Tip of the week: Kazakhstan 1999 Environmental Protection souvenir sheet
By Henry Gitner and Rick Miller
The ninth largest country in the world and the largest landlocked nation, most of Kazakhstan lies in Central Asia, but a small portion west of the Ural River is technically in Europe.
One of the erstwhile constituent Soviet Republics of the USSR, Kazakhstan was the last to declare its independence, which it did on Dec. 16, 1991. Its population of roughly 16 million people is about 64 percent Kazakh and 24 percent Russian, with Uzbeks, Ukrainians and Germans making up the balance. The Kazakhs speak a Turkic language, but most are bilingual, speaking Russian as well. The population is about 70 percent Muslim and 25 percent Russian Orthodox Christian.
The Baikonur Cosmodrome was a major center of Soviet space exploration. The successor Russian Federal Space Agency maintains a lease on the cosmodrome, and it remains the world’s most active space launching facility.
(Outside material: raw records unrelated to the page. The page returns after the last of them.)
//! devcn-ui add コマンド
//!
//! 指定されたコンポーネントを順に追加する。1つが失敗しても残りは続行し、
//! 最後に集計を表示する。

use crate::config::{HttpConfig, ProjectLayout, RegistryConfig, ScaffoldConfig};
use crate::deps::WorkspaceMapping;
use crate::error::{DevcnError, ErrorFormatter};
use crate::fs::RealFs;
use crate::install::{ComponentInstaller, InstallContext};
use crate::output::CommandSummary;
use crate::process::SystemRunner;
use crate::registry::RegistryClient;
use clap::Parser;
use std::path::PathBuf;

#[derive(Debug, Parser)]
pub struct Args {
    /// Component names as listed by `devcn-ui list`
    #[arg(required = true, value_name = "COMPONENT")]
    pub components: Vec<String>,

    /// Project root containing package.json (defaults to the current directory)
    #[arg(long, value_name = "DIR")]
    pub cwd: Option<PathBuf>,
}

pub async fn run(args: Args, verbose: bool) -> Result<(), String> {
    let formatter = ErrorFormatter::new(verbose);

    let root = match args.cwd {
        Some(dir) => dir,
        None => std::env::current_dir().map_err(|e| formatter.format(&DevcnError::from(e)))?,
    };
    let registry_config = RegistryConfig::from_env().map_err(|e| formatter.format(&e))?;
    tracing::debug!(registry = %registry_config.base_url(), root = %root.display(), "add");

    let registry = RegistryClient::new(&HttpConfig::default(), registry_config);
    let layout = ProjectLayout::new(root);
    let scaffold = ScaffoldConfig::default();
    let mapping = WorkspaceMapping::default();

    let installer = ComponentInstaller::new(InstallContext {
        registry: &registry,
        fs: &RealFs,
        runner: &SystemRunner,
        layout: &layout,
        scaffold: &scaffold,
        mapping: &mapping,
    });

    let (success, failure) = add_components(&installer, &args.components, &formatter).await;

    println!();
    CommandSummary::format(success, failure).print();

    if failure > 0 {
        Err(format!("{} component(s) could not be added", failure))
    } else {
        Ok(())
    }
}

/// コンポーネントを順に追加し、(成功数, 失敗数) を返す
///
/// 空白だけの名前は数えずに飛ばす。
pub async fn add_components(
    installer: &ComponentInstaller<'_>,
    components: &[String],
    formatter: &ErrorFormatter,
) -> (usize, usize) {
    let mut success = 0;
    let mut failure = 0;

    for name in components.iter().map(|c| c.trim()).filter(|c| !c.is_empty()) {
        println!("Adding {} component...", name);
        match installer.install(name).await {
            Ok(report) => {
                tracing::debug!(
                    component = %report.component,
                    dependencies = report.dependencies.len(),
                    manifest = ?report.manifest,
                    rewritten = report.rewrite.changed.len(),
                    primitives = report.primitives.installed.len(),
                    primitive_failures = report.primitives.failed.len(),
                    "component added"
                );
                success += 1;
            }
            Err(e) => {
                eprintln!("{}", formatter.format(&e));
                if e.is_registry_unavailable() {
                    eprintln!("Run `devcn-ui list` to see available components.");
                }
                failure += 1;
            }
        }
    }

    (success, failure)
}

#[cfg(test)]
#[path = "add_test.rs"]
mod tests;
Having been the unwilling site of Soviet nuclear testing, Kazakhstan has been in the forefront of nuclear test ban activity. In 1999, Kazakhstan issued an Environmental Protection souvenir sheet of three (Scott 283). One of the stamps commemorates the closure of the Semipalatinsk nuclear test site on Aug. 29, 1991. The other two stamps promote saving the ozone layer and protecting nature, respectively. The large rainbow pictured in the selvage runs through two of the stamps.
The 2016 Scott Standard Postage Stamp Catalogue values the souvenir sheet in mint never-hinged condition at $3. The sheet is in demand from topical collectors of nuclear weapons, meteorology and environmentalism and is currently selling in the $10-to-$12 price range. If you see it offered at or near Scott catalog value, it would be an excellent buy.